But, a new study by Capgemini Research Institute shows the least connected age group and overall offline population may be more diverse than expected. And, in the midst of the COVID-19 pandemic, it’s time for private and public organizations to work to get them connected or risk the marginalization of a large group of working-age adults.
Who’s not online?
The Capgemini study surveyed 5,000 people — across the U.S., U.K., France, Germany, India and Sweden — and found that 43% of users without internet access are 36 years old or younger. 35% of the offline population is the age group just leaving their parents, including ages 22-36. The chasm between those with access to the internet and computers and those that do not is often referred to as the “digital divide.”

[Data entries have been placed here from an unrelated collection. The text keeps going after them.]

//! Plain-text rendering of forecasts, wind analyses and history

pub mod clothing;

use crate::analysis::{
    Cardinal, DailyHistorySummary, HistoricalWindAnalysis, WeatherHistory, to_cardinal,
};
use crate::models::{EnrichedHourlyPoint, MountainLocation, WindowSummary};
use chrono::NaiveDate;

pub use clothing::{AdviceConditions, ClothingReference, render_clothing_advice, temperature_bucket};

const MISSING: &str = "—";

const CAUTION_PRECIP_PROBABILITY: f64 = 60.0;
const CAUTION_PRECIP_TOTAL_MM: f64 = 2.0;
const CAUTION_WIND_KMH: f64 = 35.0;
const CAUTION_GUST_KMH: f64 = 50.0;

fn or_missing(value: Option<f64>, render: impl Fn(f64) -> String) -> String {
    value.map_or_else(|| MISSING.to_string(), render)
}

/// One-line hiking recommendation for a window
#[must_use]
pub fn caution_suggestion(summary: &WindowSummary) -> String {
    let mut reasons = Vec::new();
    if let Some(prob) = summary
        .precip_prob_max
        .filter(|p| *p >= CAUTION_PRECIP_PROBABILITY)
    {
        reasons.push(format!("high chance of precipitation (up to {prob:.0}%)"));
    }
    if summary.precip_total >= CAUTION_PRECIP_TOTAL_MM {
        reasons.push(format!(
            "wet conditions (≈{:.1}{} total)",
            summary.precip_total, summary.precip_unit
        ));
    }
    if summary.wind_max >= CAUTION_WIND_KMH {
        reasons.push(format!(
            "windy (peaks around {:.0}{})",
            summary.wind_max, summary.wind_unit
        ));
    }
    if let Some(gust) = summary.gust_max.filter(|g| *g >= CAUTION_GUST_KMH) {
        reasons.push(format!("strong gusts (up to {gust:.0}{})", summary.gust_unit));
    }

    if reasons.is_empty() {
        "Looks generally OK for a hike.".to_string()
    } else {
        format!("Caution advised: {}.", reasons.join("; "))
    }
}

fn window_label(points: &[EnrichedHourlyPoint]) -> String {
    match (points.first(), points.last()) {
        (Some(first), Some(last)) if first.point.hour != 0 || last.point.hour != 23 => {
            format!("{:02}:00–{:02}:00", first.point.hour, last.point.hour)
        }
        _ => "full day".to_string(),
    }
}

/// Full-day report: header lines followed by the hourly table
#[must_use]
pub fn render_forecast_report(
    location: &MountainLocation,
    date: NaiveDate,
    summary: &WindowSummary,
    points: &[EnrichedHourlyPoint],
) -> String {
    if points.is_empty() {
        return "No data available".to_string();
    }
    let temp_unit = &summary.temp_unit;
    let precip_unit = &summary.precip_unit;
    let wind_unit = &summary.wind_unit;
    let gust_unit = &summary.gust_unit;

    let prob_phrase = summary.precip_prob_max.map_or_else(
        || "Precipitation probability not available.".to_string(),
        |p| format!("Peak precipitation chance: {p:.0}%."),
    );
    let gust_phrase = summary
        .gust_max
        .map(|g| format!(" Gusts up to {g:.0}{gust_unit}."))
        .unwrap_or_default();
    let direction = or_missing(summary.dominant_wind_direction, |d| {
        format!("{d:.0}° ({})", to_cardinal(Some(d)))
    });

    let mut lines = vec![
        format!(
            "Forecast for {date} (local time: {}), {}:",
            summary.timezone,
            window_label(points)
        ),
        format!("- Location: {}", location.describe()),
        format!("- Dominant conditions: {}.", summary.dominant_conditions),
        format!(
            "- Temperature: {:.1}{temp_unit} to {:.1}{temp_unit}.",
            summary.temp_min, summary.temp_max
        ),
        format!(
            "- Precipitation: about {:.1}{precip_unit} total. {prob_phrase}",
            summary.precip_total
        ),
        format!(
            "- Wind: average {:.0}{wind_unit}, max {:.0}{wind_unit}.{gust_phrase}",
            summary.wind_avg, summary.wind_max
        ),
        format!("- Dominant Wind Direction: {direction}"),
        format!("- Recommendation: {}", caution_suggestion(summary)),
        String::new(),
        "Hourly breakdown:".to_string(),
        "Hour | Temp | Feels | Precip | Precip% | Wind | Gusts | Wind Dir | Conditions".to_string(),
        "-----|------|-------|--------|---------|------|-------|----------|-----------".to_string(),
    ];

    lines.extend(points.iter().map(|enriched| {
        let p = &enriched.point;
        let prob = or_missing(p.precipitation_probability, |v| format!("{v:.0}%"));
        let gust = or_missing(p.wind_gusts, |v| format!("{v:.0}{gust_unit}"));
        let dir = or_missing(p.wind_direction, |v| format!("{v:.0}°"));
        format!(
            "{:02}:00 | {:.1}{temp_unit} | {:.1}{temp_unit} | {:.1}{precip_unit} | {prob:>6} | {:.0}{wind_unit} | {gust:>5} | {dir:>8} | {}",
            p.hour,
            p.temperature,
            enriched.temperature_feel,
            p.precipitation,
            p.wind_speed,
            p.conditions
        )
    }));
    lines.join("\n")
}

fn join_labels(directions: &[Cardinal]) -> String {
    directions
        .iter()
        .map(|d| d.label())
        .collect::<Vec<_>>()
        .join(", ")
}

/// Avalanche-oriented summary of where recent wind came from
#[must_use]
pub fn render_wind_analysis(analysis: Option<&HistoricalWindAnalysis>) -> String {
    let Some(wind) = analysis else {
        return "Historical wind data unavailable".to_string();
    };

    let mut lines = vec![
        format!("{}-DAY WIND ANALYSIS - AVALANCHE RISK ASSESSMENT", wind.days_requested),
        format!("   Period: {}", wind.date_analyzed),
        "   (Recent wind patterns for avalanche risk & snow transport)".to_string(),
        String::new(),
        format!(
            "Analyzed: {} hours over {} of {} days",
            wind.total_hours, wind.days_found, wind.days_requested
        ),
        format!("Dominant Direction: {}", wind.dominant_direction),
        format!("Average Wind Speed: {:.1} km/h", wind.avg_wind_speed),
        format!("Maximum Gust: {:.1} km/h", wind.max_gust),
        String::new(),
        "Wind Distribution by Direction:".to_string(),
        "Direction | Time % | Avg Speed | Max Gust".to_string(),
        "----------|--------|-----------|----------".to_string(),
    ];
    lines.extend(wind.direction_stats.iter().map(|stat| {
        format!(
            "{:>9} | {:>5.1}% | {:>7.1} km/h | {:>6.1} km/h",
            stat.direction.label(),
            stat.percentage,
            stat.avg_speed,
            stat.max_gust
        )
    }));

    lines.push(String::new());
    lines.push("AVALANCHE CONSIDERATIONS:".to_string());
    let top = wind.top_directions(3);
    if !top.is_empty() {
        lines.push(format!("- Wind primarily from: {}", join_labels(&top)));
        lines.push("- Snow likely deposited on: LEE SLOPES (opposite of wind direction)".to_string());
        lines.push(format!(
            "- Higher avalanche risk on slopes facing: {}",
            join_labels(&wind.lee_slopes(3))
        ));
    }
    lines.join("\n")
}

fn history_line(day: &DailyHistorySummary) -> String {
    let temps = match (day.temp_min, day.temp_max) {
        (Some(min), Some(max)) => format!("{min:.1}°C to {max:.1}°C"),
        _ => MISSING.to_string(),
    };
    let feels = match (day.temp_feel_min, day.temp_feel_max) {
        (Some(min), Some(max)) => format!("feels {min:.1}°C to {max:.1}°C"),
        _ => format!("feels {MISSING}"),
    };
    let wind = match (day.wind_avg, day.wind_max) {
        (Some(avg), Some(max)) => format!(
            "wind {avg:.0}/{max:.0}km/h {}",
            to_cardinal(day.wind_direction)
        ),
        _ => format!("wind {MISSING}"),
    };
    let mut flags = Vec::new();
    if day.has_snow {
        flags.push(format!("snow {}h ({:.1}mm)", day.snow_hours, day.snow_precip_mm));
    }
    if day.fog_hours > 0 {
        let kind = if day.has_rime_fog { "rime fog" } else { "fog" };
        flags.push(format!("{kind} {}h", day.fog_hours));
    }

    let line = format!(
        "{} | {temps} | {feels} | {:.1}mm | {wind}",
        day.date, day.precip_total
    );
    if flags.is_empty() {
        line
    } else {
        format!("{line} | {}", flags.join(", "))
    }
}

/// One line per stored day, oldest first
#[must_use]
pub fn render_history(history: &WeatherHistory) -> String {
    let header = format!(
        "WEATHER HISTORY {} to {} ({} of {} days)",
        history.start_date, history.end_date, history.days_found, history.days_requested
    );
    std::iter::once(header)
        .chain(history.daily_data.iter().map(history_line))
        .collect::<Vec<_>>()
        .join("\n")
}
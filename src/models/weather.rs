//! Hourly weather points, window summaries and condition text

use crate::analysis::feels_like;
use serde::{Deserialize, Serialize};
use std::collections::HashMap;

/// One hour of weather at one location, in the location's local time
#[derive(Debug, Serialize, Deserialize, Clone, PartialEq)]
pub struct HourlyForecastPoint {
    /// Local timestamp, e.g. `2026-01-27T09:00`
    pub time_local: String,
    /// Hour of day parsed from `time_local` (0-23)
    pub hour: u32,
    /// Temperature in °C
    pub temperature: f64,
    /// Precipitation in mm
    pub precipitation: f64,
    /// Precipitation probability in percent
    pub precipitation_probability: Option<f64>,
    /// Sustained wind speed in km/h
    pub wind_speed: f64,
    /// Wind gusts in km/h
    pub wind_gusts: Option<f64>,
    /// WMO weather code
    pub weather_code: Option<i64>,
    /// Wind direction in degrees (0 = N, 90 = E)
    pub wind_direction: Option<f64>,
    /// Resolved condition text
    pub conditions: String,
    #[serde(default)]
    pub cloud_cover: Option<f64>,
    #[serde(default)]
    pub cloud_cover_low: Option<f64>,
    #[serde(default)]
    pub cloud_cover_mid: Option<f64>,
    #[serde(default)]
    pub cloud_cover_high: Option<f64>,
}

/// An hourly point with its derived feels-like temperature alongside
#[derive(Debug, Serialize, Deserialize, Clone, PartialEq)]
pub struct EnrichedHourlyPoint {
    #[serde(flatten)]
    pub point: HourlyForecastPoint,
    /// Wind-chill-with-gusts temperature in °C
    pub temperature_feel: f64,
}

impl EnrichedHourlyPoint {
    #[must_use]
    pub fn from_point(point: HourlyForecastPoint) -> Self {
        let temperature_feel =
            feels_like::feels_like(point.temperature, point.wind_speed, point.wind_gusts);
        Self {
            point,
            temperature_feel,
        }
    }
}

/// Units reported by the provider, with the defaults the pipeline assumes
#[derive(Debug, Serialize, Deserialize, Clone, PartialEq)]
pub struct HourlyUnits {
    pub temperature: String,
    pub precipitation: String,
    pub wind_speed: String,
    pub wind_gusts: String,
}

impl Default for HourlyUnits {
    fn default() -> Self {
        Self {
            temperature: "°C".to_string(),
            precipitation: "mm".to_string(),
            wind_speed: "km/h".to_string(),
            wind_gusts: "km/h".to_string(),
        }
    }
}

impl HourlyUnits {
    /// Pick units out of the provider's `hourly_units` map
    #[must_use]
    pub fn from_provider(units: &HashMap<String, String>) -> Self {
        let defaults = Self::default();
        let wind_speed = units
            .get("wind_speed_10m")
            .cloned()
            .unwrap_or(defaults.wind_speed);
        Self {
            temperature: units
                .get("temperature_2m")
                .cloned()
                .unwrap_or(defaults.temperature),
            precipitation: units
                .get("precipitation")
                .cloned()
                .unwrap_or(defaults.precipitation),
            wind_gusts: units
                .get("wind_gusts_10m")
                .cloned()
                .unwrap_or_else(|| wind_speed.clone()),
            wind_speed,
        }
    }
}

/// Aggregate over a contiguous hour window of one day
#[derive(Debug, Serialize, Deserialize, Clone, PartialEq)]
pub struct WindowSummary {
    pub latitude: f64,
    pub longitude: f64,
    pub timezone: String,
    pub window_start_local: String,
    pub window_end_local: String,

    pub temp_min: f64,
    pub temp_max: f64,
    pub temp_unit: String,

    pub precip_total: f64,
    pub precip_unit: String,
    pub precip_prob_max: Option<f64>,

    pub wind_avg: f64,
    pub wind_max: f64,
    pub gust_max: Option<f64>,
    pub wind_unit: String,
    /// Provider's gust unit, the wind unit when not reported separately
    pub gust_unit: String,
    /// Scalar mean of the present wind directions
    pub dominant_wind_direction: Option<f64>,

    pub dominant_conditions: String,
}

/// WMO weather interpretation codes used by Open-Meteo
#[must_use]
pub fn code_text(code: i64) -> Option<&'static str> {
    let text = match code {
        0 => "clear sky",
        1 => "mainly clear",
        2 => "partly cloudy",
        3 => "overcast",
        45 => "fog",
        48 => "depositing rime fog",
        51 => "light drizzle",
        53 => "moderate drizzle",
        55 => "dense drizzle",
        56 => "light freezing drizzle",
        57 => "dense freezing drizzle",
        61 => "light rain",
        63 => "moderate rain",
        65 => "heavy rain",
        66 => "light freezing rain",
        67 => "heavy freezing rain",
        71 => "light snow",
        73 => "moderate snow",
        75 => "heavy snow",
        77 => "snow grains",
        80 => "slight rain showers",
        81 => "moderate rain showers",
        82 => "violent rain showers",
        85 => "slight snow showers",
        86 => "heavy snow showers",
        95 => "thunderstorm",
        96 => "thunderstorm with hail",
        99 => "thunderstorm with heavy hail",
        _ => return None,
    };
    Some(text)
}

/// Condition text for a point; unknown codes never fail
#[must_use]
pub fn describe_code(code: Option<i64>) -> String {
    match code {
        Some(code) => code_text(code).map_or_else(|| format!("weather code {code}"), String::from),
        None => "unknown".to_string(),
    }
}
//! Clothing and equipment advice from a per-language reference table

use crate::analysis::daily_history::SNOW_CODES;
use crate::models::EnrichedHourlyPoint;
use crate::{ForecastError, Result};
use serde::{Deserialize, Serialize};
use serde_json::{Map, Value};
use std::path::Path;

const HEAVY_SNOW_PRECIP_MM: f64 = 5.0;
const WET_PRECIP_MM: f64 = 3.0;

#[derive(Debug, Clone, Serialize, Deserialize)]
pub struct BaseLayer {
    pub torso: String,
    pub legs: String,
}

#[derive(Debug, Clone, Serialize, Deserialize)]
pub struct MidLayers {
    pub active: String,
    pub static_extra: String,
}

#[derive(Debug, Clone, Serialize, Deserialize)]
pub struct OuterLayers {
    pub required_windstopper: String,
    pub legs: String,
}

#[derive(Debug, Clone, Serialize, Deserialize)]
pub struct Accessories {
    pub hands: String,
    pub head_face: String,
    #[serde(default)]
    pub notes: Option<String>,
}

/// Layering for one feels-like bucket, keyed by `range`
#[derive(Debug, Clone, Serialize, Deserialize)]
pub struct TemperatureInterval {
    pub range: String,
    pub base_layer: BaseLayer,
    pub mid_layers: MidLayers,
    pub outer_layers: OuterLayers,
    pub accessories: Accessories,
}

#[derive(Debug, Clone, Serialize, Deserialize)]
pub struct PrecipitationOverride {
    pub required_additions: Vec<String>,
    pub notes: String,
}

#[derive(Debug, Clone, Serialize, Deserialize)]
pub struct PrecipitationOverrides {
    pub heavy_snow: PrecipitationOverride,
    pub wet_snow_or_rain: PrecipitationOverride,
}

#[derive(Debug, Clone, Serialize, Deserialize)]
pub struct Clothing {
    pub temperature_feel_intervals_celsius: Vec<TemperatureInterval>,
    pub always_carried_core_items: CoreItems,
    pub precipitation_overrides: PrecipitationOverrides,
}

/// Category name to items, in the order the reference file lists them
#[derive(Debug, Clone, PartialEq, Serialize, Deserialize)]
#[serde(try_from = "Map<String, Value>", into = "Map<String, Value>")]
pub struct CoreItems(pub Vec<(String, Vec<String>)>);

impl TryFrom<Map<String, Value>> for CoreItems {
    type Error = serde_json::Error;

    fn try_from(map: Map<String, Value>) -> std::result::Result<Self, Self::Error> {
        map.into_iter()
            .map(|(category, items)| Ok((category, serde_json::from_value::<Vec<String>>(items)?)))
            .collect::<std::result::Result<Vec<_>, Self::Error>>()
            .map(Self)
    }
}

impl From<CoreItems> for Map<String, Value> {
    fn from(items: CoreItems) -> Self {
        items
            .0
            .into_iter()
            .map(|(category, items)| (category, Value::from(items)))
            .collect()
    }
}

#[derive(Debug, Clone, Serialize, Deserialize)]
pub struct Equipment {
    pub mandatory_safety_kit_3_4: Vec<String>,
    pub ski_touring_system: Vec<String>,
    pub navigation_communication: Vec<String>,
    pub emergency_repair: Vec<String>,
    pub food_hydration: Vec<String>,
}
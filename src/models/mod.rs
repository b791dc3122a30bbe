//! Data models for the mountain forecast pipeline
//!
//! This module contains the core domain models organized by concern:
//! - Location: mountain locations and their storage keys
//! - Weather: hourly points, window summaries and the WMO code table
//! - Record: the persisted shapes read back by the analyzers

pub mod location;
pub mod record;
pub mod weather;

// Re-export all public types for convenient access
pub use location::{MountainLocation, load_locations};
pub use record::{
    CACHE_SCHEMA_VERSION, CachedWeatherData, DailyRecordFile, ForecastMetadata, HourlyDataFile,
    StoredHour,
};
pub use weather::{
    EnrichedHourlyPoint, HourlyForecastPoint, HourlyUnits, WindowSummary, describe_code,
};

The disadvantages of the digital divide
Public safety measures in response to the COVID-19 pandemic have changed the way people are working, learning and navigating everyday life. Now, more than ever, people are relying on their internet connections in order to utilize the many vital online resources available to the world.
Findings from the Capgemini report show that offline individuals can suffer from a lack of access in a multitude of ways:
- 46% of respondents would feel more connected to friends and family if they had access to the internet
- 34% of respondents are interested in using the internet to apply for public benefits like housing, food and healthcare, following the digital transformation of public services and increasing difficulties to do their online administration
- 44% of respondents believe they would be able to find better-paying jobs and educate themselves if they had access to the internet
- 41% of respondents aged 22 to 36 wish they could search and apply for jobs online (29% of respondents overall)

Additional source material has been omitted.